Event Title

Espacios de Confianza: Disrupting Power Imbalances within the Residency Experience

Event Type

Round Table Discussion

Start Date

23-7-2021 2:15 PM

End Date

July 2021

Description

Library residencies offer early career librarians an opportunity to develop their knowledge of and experiences within academic librarianship. Over the last few years, the number of residency programs have grown, especially as more institutions develop residencies to recruit and hire Black, Indigenous, and people of color (BIPOC). Residencies, however, are built on the concept of the “sponsored mobility system,” a term coined by Ralph H. Turner, whereby entrance to a system is contingent on sponsorship by an existing member. For residencies, this translates to their institutions acting as “sponsors'' for a resident to successfully achieve permanent employment in academia. This can exacerbate the power differential between the resident and the institution for which they work and can make it difficult for residents to speak truthfully about their experiences. Though some residents are hired in cohorts and/or have mentors within their respective institutions, many are solo residents navigating unique situations. To build community across geographical distances and bridge institutional gaps, the ACRL Residency Interest Group (RIG) has developed a mentorship discussion series to connect residents, foster peer mentorship, and build espacios de confianza.

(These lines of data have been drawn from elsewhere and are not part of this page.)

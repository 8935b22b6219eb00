//! Sysfs-backed implementations of the hardware read/write interfaces.
//!
//! Node discovery is repeated on every call rather than cached: cpufreq
//! policies and DRM cards can appear or vanish with hotplug, and the
//! directory scans are cheap next to the writes themselves.
//!
//! The sysfs root is parameterizable so tests can point both halves at a
//! scratch directory tree instead of `/`.

use std::path::{Path, PathBuf};

use async_trait::async_trait;
use tokio::fs;
use tracing::debug;

use crate::error::{Error, Result};
use crate::hardware::{DeviceClass, HardwareReader, HardwareWriter, PowerPreference, ReadTarget};

const THERMAL_DIR: &str = "sys/class/thermal";
const CPU_DIR: &str = "sys/devices/system/cpu";
const DRM_DIR: &str = "sys/class/drm";

const CPU_FREQ_MIN_NODE: &str = "cpufreq/cpuinfo_min_freq";
const CPU_FREQ_MAX_NODE: &str = "cpufreq/cpuinfo_max_freq";
const CPU_SCALING_MAX_NODE: &str = "cpufreq/scaling_max_freq";
const CPU_PREFERENCE_NODE: &str = "cpufreq/energy_performance_preference";
const GPU_FREQ_MIN_NODE: &str = "gt_RP1_freq_mhz";
const GPU_FREQ_MAX_NODE: &str = "gt_RP0_freq_mhz";
const GPU_SCALING_MAX_NODE: &str = "gt_max_freq_mhz";

/// Lists `dir` entries named `<prefix><digits>`, sorted for determinism.
async fn numbered_entries(dir: &Path, prefix: &str) -> Result<Vec<PathBuf>> {
    let mut out = Vec::new();
    let mut entries = fs::read_dir(dir).await?;
    while let Some(entry) = entries.next_entry().await? {
        let name = entry.file_name();
        let name = name.to_string_lossy();
        if let Some(rest) = name.strip_prefix(prefix) {
            if !rest.is_empty() && rest.bytes().all(|b| b.is_ascii_digit()) {
                out.push(entry.path());
            }
        }
    }
    out.sort();
    Ok(out)
}

/// CPU core directories that carry a cpufreq policy.
async fn cpufreq_cores(root: &Path) -> Result<Vec<PathBuf>> {
    let mut cores = Vec::new();
    for core in numbered_entries(&root.join(CPU_DIR), "cpu").await? {
        if fs::try_exists(core.join("cpufreq")).await.unwrap_or(false) {
            cores.push(core);
        }
    }
    Ok(cores)
}

/// Appends `node` to each base directory, keeping only paths that exist.
async fn existing_nodes(bases: &[PathBuf], node: &str) -> Vec<PathBuf> {
    let mut out = Vec::new();
    for base in bases {
        let path = base.join(node);
        if fs::try_exists(&path).await.unwrap_or(false) {
            out.push(path);
        }
    }
    out
}

/// Reads sensor and frequency-bound values from sysfs nodes.
#[derive(Debug, Clone)]
pub struct SysfsReader {
    root: PathBuf,
}

impl SysfsReader {
    pub fn new() -> Self {
        Self { root: PathBuf::from("/") }
    }

    /// Uses `root` in place of `/`. Intended for tests.
    pub fn with_root(root: impl Into<PathBuf>) -> Self {
        Self { root: root.into() }
    }

    async fn read_numeric(&self, paths: Vec<PathBuf>) -> Result<Vec<i64>> {
        let total = paths.len();
        let mut values = Vec::with_capacity(total);
        for path in paths {
            match fs::read_to_string(&path).await {
                Ok(raw) => match raw.trim().parse::<f64>() {
                    Ok(value) => values.push(value as i64),
                    Err(_) => debug!(path = %path.display(), "skipping unparsable node"),
                },
                Err(e) => debug!(path = %path.display(), error = %e, "skipping unreadable node"),
            }
        }
        if values.is_empty() {
            return Err(Error::invalid_data(format!(
                "no usable values among {total} node(s)"
            )));
        }
        Ok(values)
    }
}

impl Default for SysfsReader {
    fn default() -> Self {
        Self::new()
    }
}

#[async_trait]
impl HardwareReader for SysfsReader {
    async fn read_values(&self, target: ReadTarget) -> Result<Vec<i64>> {
        match target {
            ReadTarget::Temperature => {
                let zones =
                    numbered_entries(&self.root.join(THERMAL_DIR), "thermal_zone").await?;
                let nodes = existing_nodes(&zones, "temp").await;
                self.read_numeric(nodes).await
            }
            ReadTarget::CpuFreqMin => {
                let cores = cpufreq_cores(&self.root).await?;
                let nodes = existing_nodes(&cores, CPU_FREQ_MIN_NODE).await;
                self.read_numeric(nodes).await
            }
            ReadTarget::CpuFreqMax => {
                let cores = cpufreq_cores(&self.root).await?;
                let nodes = existing_nodes(&cores, CPU_FREQ_MAX_NODE).await;
                self.read_numeric(nodes).await
            }
            ReadTarget::GpuFreqMin => {
                let cards = numbered_entries(&self.root.join(DRM_DIR), "card").await?;
                let nodes = existing_nodes(&cards, GPU_FREQ_MIN_NODE).await;
                self.read_numeric(nodes).await
            }
            ReadTarget::GpuFreqMax => {
                let cards = numbered_entries(&self.root.join(DRM_DIR), "card").await?;
                let nodes = existing_nodes(&cards, GPU_FREQ_MAX_NODE).await;
                self.read_numeric(nodes).await
            }
            ReadTarget::CpuCores => {
                let cores = cpufreq_cores(&self.root).await?;
                Ok(vec![cores.len() as i64])
            }
        }
    }
}

/// Writes frequency ceilings and preference hints to sysfs nodes.
#[derive(Debug, Clone)]
pub struct SysfsWriter {
    root: PathBuf,
}

impl SysfsWriter {
    pub fn new() -> Self {
        Self { root: PathBuf::from("/") }
    }

    /// Uses `root` in place of `/`. Intended for tests.
    pub fn with_root(root: impl Into<PathBuf>) -> Self {
        Self { root: root.into() }
    }

    async fn fan_out(&self, paths: Vec<PathBuf>, payload: &str, what: &str) -> Result<()> {
        if paths.is_empty() {
            return Err(Error::actuation(format!("no writable {what} nodes found")));
        }
        let total = paths.len();
        let mut failed = Vec::new();
        for path in paths {
            if let Err(e) = fs::write(&path, payload).await {
                debug!(path = %path.display(), error = %e, "node write failed");
                failed.push(path.display().to_string());
            }
        }
        if failed.is_empty() {
            Ok(())
        } else {
            Err(Error::actuation(format!(
                "{what} write failed for {}/{} node(s): {}",
                failed.len(),
                total,
                failed.join(", ")
            )))
        }
    }
}

impl Default for SysfsWriter {
    fn default() -> Self {
        Self::new()
    }
}

#[async_trait]
impl HardwareWriter for SysfsWriter {
    async fn write_frequency(&self, device: DeviceClass, value: i64) -> Result<()> {
        let nodes = match device {
            DeviceClass::Cpu => {
                let cores = cpufreq_cores(&self.root).await?;
                existing_nodes(&cores, CPU_SCALING_MAX_NODE).await
            }
            DeviceClass::Gpu => {
                let cards = numbered_entries(&self.root.join(DRM_DIR), "card").await?;
                existing_nodes(&cards, GPU_SCALING_MAX_NODE).await
            }
        };
        self.fan_out(nodes, &value.to_string(), "frequency").await
    }

    async fn write_preference(&self, preference: PowerPreference) -> Result<()> {
        let cores = cpufreq_cores(&self.root).await?;
        let nodes = existing_nodes(&cores, CPU_PREFERENCE_NODE).await;
        self.fan_out(nodes, preference.as_sysfs(), "preference").await
    }
}
//! Governor configuration
//!
//! All tunables are collected in [`GovernorConfig`], loaded once at startup
//! and handed to the core as an immutable value; nothing re-reads
//! configuration mid-run. [`GovernorConfig::validate`] is the fatal gate:
//! any shape that would make tick arithmetic undefined (degenerate
//! interpolation window, zero debounce threshold) refuses to start instead
//! of misbehaving later.

use std::path::Path;
use std::time::Duration;

use serde::{Deserialize, Serialize};

use crate::error::{Error, Result};
use crate::hardware::PowerPreference;

/// Temperature assumed when no sensor produces a usable value, in degrees
/// Celsius. Mid-range by design choice: a sustained sensor failure should
/// park the system in the middle of the envelope, not at either frequency
/// extreme.
pub const DEFAULT_SAFE_TEMPERATURE: i32 = 60;

/// Lower edge of the default safe window in degrees Celsius.
pub const DEFAULT_MIN_SAFE_TEMPERATURE: i32 = 40;

/// Upper edge of the default safe window in degrees Celsius.
pub const DEFAULT_MAX_SAFE_TEMPERATURE: i32 = 80;

/// Minimum temperature delta treated as a material change, in degrees Celsius.
pub const DEFAULT_TEMPERATURE_CHANGE_THRESHOLD: i32 = 2;

/// Minimum CPU frequency delta worth actuating, in kHz.
pub const DEFAULT_CPU_FREQUENCY_CHANGE_THRESHOLD: i64 = 50_000;

/// Minimum GPU frequency delta worth actuating, in MHz.
pub const DEFAULT_GPU_FREQUENCY_CHANGE_THRESHOLD: i64 = 50;

/// Poll interval the loop starts from and resets to, in seconds.
pub const DEFAULT_POLL_INTERVAL_SECS: u64 = 5;

/// Ceiling for the adaptive poll interval, in seconds.
pub const DEFAULT_MAX_POLL_INTERVAL_SECS: u64 = 60;

/// Frequency policy selector.
#[derive(Debug, Clone, Copy, Default, PartialEq, Eq, Serialize, Deserialize)]
#[serde(rename_all = "lowercase")]
pub enum Strategy {
    /// Continuous linear interpolation between the window edges.
    #[default]
    Linear,
    /// Discrete hysteresis-banded mode table.
    Hysteresis,
}

/// Inclusive temperature window a device is considered safe in.
#[derive(Debug, Clone, Copy, PartialEq, Eq, Serialize, Deserialize)]
pub struct ThermalWindow {
    pub min_safe: i32,
    pub max_safe: i32,
}

impl Default for ThermalWindow {
    fn default() -> Self {
        Self {
            min_safe: DEFAULT_MIN_SAFE_TEMPERATURE,
            max_safe: DEFAULT_MAX_SAFE_TEMPERATURE,
        }
    }
}

impl ThermalWindow {
    /// Window width in degrees. Validation guarantees this is positive.
    pub fn span(&self) -> i32 {
        self.max_safe - self.min_safe
    }
}

/// One configured hysteresis band. Converted into the runtime mode table at
/// startup; range validation happens there.
#[derive(Debug, Clone, PartialEq, Serialize, Deserialize)]
pub struct ModeConfig {
    pub name: String,
    pub min_temp: i32,
    pub max_temp: i32,
    pub preference: PowerPreference,
    pub cpu_khz: i64,
    pub gpu_mhz: i64,
    #[serde(default = "default_poll_interval_secs")]
    pub poll_interval_secs: u64,
}

fn default_poll_interval_secs() -> u64 {
    DEFAULT_POLL_INTERVAL_SECS
}

/// Immutable governor configuration.
///
/// Every field has a default mirroring the constants above, so a config file
/// only needs to name the values it changes:
///
/// ```json
/// { "strategy": "hysteresis", "max_poll_interval_secs": 30 }
/// ```
#[derive(Debug, Clone, PartialEq, Serialize, Deserialize)]
#[serde(default)]
pub struct GovernorConfig {
    pub strategy: Strategy,
    /// Temperature delta below which a tick is treated as sensor jitter.
    pub temperature_change_threshold: i32,
    /// CPU actuation debounce, in kHz.
    pub cpu_frequency_change_threshold: i64,
    /// GPU actuation debounce, in MHz.
    pub gpu_frequency_change_threshold: i64,
    pub cpu_window: ThermalWindow,
    pub gpu_window: ThermalWindow,
    /// Fallback reading when every sensor fails, in degrees Celsius.
    pub default_safe_temperature: i32,
    pub default_poll_interval_secs: u64,
    pub max_poll_interval_secs: u64,
    /// Explicit mode table for the hysteresis strategy. When absent, a table
    /// is derived from the discovered hardware bounds.
    pub modes: Option<Vec<ModeConfig>>,
}

impl Default for GovernorConfig {
    fn default() -> Self {
        Self {
            strategy: Strategy::default(),
            temperature_change_threshold: DEFAULT_TEMPERATURE_CHANGE_THRESHOLD,
            cpu_frequency_change_threshold: DEFAULT_CPU_FREQUENCY_CHANGE_THRESHOLD,
            gpu_frequency_change_threshold: DEFAULT_GPU_FREQUENCY_CHANGE_THRESHOLD,
            cpu_window: ThermalWindow::default(),
            gpu_window: ThermalWindow::default(),
            default_safe_temperature: DEFAULT_SAFE_TEMPERATURE,
            default_poll_interval_secs: DEFAULT_POLL_INTERVAL_SECS,
            max_poll_interval_secs: DEFAULT_MAX_POLL_INTERVAL_SECS,
            modes: None,
        }
    }
}

impl GovernorConfig {
    /// Loads configuration from a JSON file.
    pub fn load(path: &Path) -> Result<Self> {
        let raw = std::fs::read_to_string(path)?;
        serde_json::from_str(&raw)
            .map_err(|e| Error::config(format!("{}: {e}", path.display())))
    }

    /// Rejects any configuration that would make tick arithmetic undefined.
    ///
    /// Mode-table range validation is separate: it runs when the table is
    /// built, before the loop starts.
    pub fn validate(&self) -> Result<()> {
        if self.temperature_change_threshold < 1 {
            return Err(Error::config(
                "temperature_change_threshold must be at least 1 degree",
            ));
        }
        if self.cpu_frequency_change_threshold < 1 {
            return Err(Error::config(
                "cpu_frequency_change_threshold must be at least 1 kHz",
            ));
        }
        if self.gpu_frequency_change_threshold < 1 {
            return Err(Error::config(
                "gpu_frequency_change_threshold must be at least 1 MHz",
            ));
        }
        for (device, window) in [("cpu", self.cpu_window), ("gpu", self.gpu_window)] {
            if window.max_safe <= window.min_safe {
                return Err(Error::config(format!(
                    "{device}_window is degenerate: min_safe {} >= max_safe {}",
                    window.min_safe, window.max_safe
                )));
            }
        }
        if self.default_poll_interval_secs < 1 {
            return Err(Error::config("default_poll_interval_secs must be at least 1"));
        }
        if self.max_poll_interval_secs < self.default_poll_interval_secs {
            return Err(Error::config(format!(
                "max_poll_interval_secs {} is below default_poll_interval_secs {}",
                self.max_poll_interval_secs, self.default_poll_interval_secs
            )));
        }
        Ok(())
    }

    pub fn default_poll_interval(&self) -> Duration {
        Duration::from_secs(self.default_poll_interval_secs)
    }

    pub fn max_poll_interval(&self) -> Duration {
        Duration::from_secs(self.max_poll_interval_secs)
    }
}

#[cfg(test)]
mod tests {
    use super::*;

    #[test]
    fn defaults_pass_validation() {
        GovernorConfig::default().validate().unwrap();
    }

    #[test]
    fn degenerate_window_is_rejected() {
        let mut config = GovernorConfig::default();
        config.cpu_window = ThermalWindow { min_safe: 50, max_safe: 50 };
        assert!(matches!(config.validate(), Err(Error::Config(_))));
    }

    #[test]
    fn inverted_window_is_rejected() {
        let mut config = GovernorConfig::default();
        config.gpu_window = ThermalWindow { min_safe: 80, max_safe: 40 };
        assert!(matches!(config.validate(), Err(Error::Config(_))));
    }

    #[test]
    fn zero_debounce_threshold_is_rejected() {
        let mut config = GovernorConfig::default();
        config.cpu_frequency_change_threshold = 0;
        assert!(matches!(config.validate(), Err(Error::Config(_))));

        let mut config = GovernorConfig::default();
        config.temperature_change_threshold = 0;
        assert!(matches!(config.validate(), Err(Error::Config(_))));
    }

    #[test]
    fn max_interval_below_default_is_rejected() {
        let mut config = GovernorConfig::default();
        config.max_poll_interval_secs = 2;
        assert!(matches!(config.validate(), Err(Error::Config(_))));
    }

    #[test]
    fn partial_json_fills_in_defaults() {
        let config: GovernorConfig =
            serde_json::from_str(r#"{ "strategy": "hysteresis", "max_poll_interval_secs": 30 }"#)
                .unwrap();
        assert_eq!(config.strategy, Strategy::Hysteresis);
        assert_eq!(config.max_poll_interval_secs, 30);
        assert_eq!(config.temperature_change_threshold, DEFAULT_TEMPERATURE_CHANGE_THRESHOLD);
        assert_eq!(config.cpu_window, ThermalWindow::default());
    }

    #[test]
    fn mode_entries_deserialize_with_default_interval() {
        let config: GovernorConfig = serde_json::from_str(
            r#"{
                "strategy": "hysteresis",
                "modes": [
                    { "name": "performance", "min_temp": 0, "max_temp": 59,
                      "preference": "performance", "cpu_khz": 3600000, "gpu_mhz": 1100 }
                ]
            }"#,
        )
        .unwrap();
        let modes = config.modes.unwrap();
        assert_eq!(modes[0].poll_interval_secs, DEFAULT_POLL_INTERVAL_SECS);
        assert_eq!(modes[0].preference, PowerPreference::Performance);
    }
}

Espacios de Confianza or, Spaces of Trust, are informational networks that allow for participants to build transparency within societal and institutional structures. For BIPOC in primarily white institutions, espacios de confianza serve as a tool for survival. Though RIG mentorship discussions are open to all residents regardless of race, the majority of attendees are BIPOC. These mentorship discussions are intended to be safe virtual spaces to talk about shared challenges and sensitive topics in a confidential manner. Presenters will discuss how these spaces challenge the sponsored mobility system, allow residents to critically examine their experiences, build informal networks of information, and support each other as unique individuals with intersecting identities and needs.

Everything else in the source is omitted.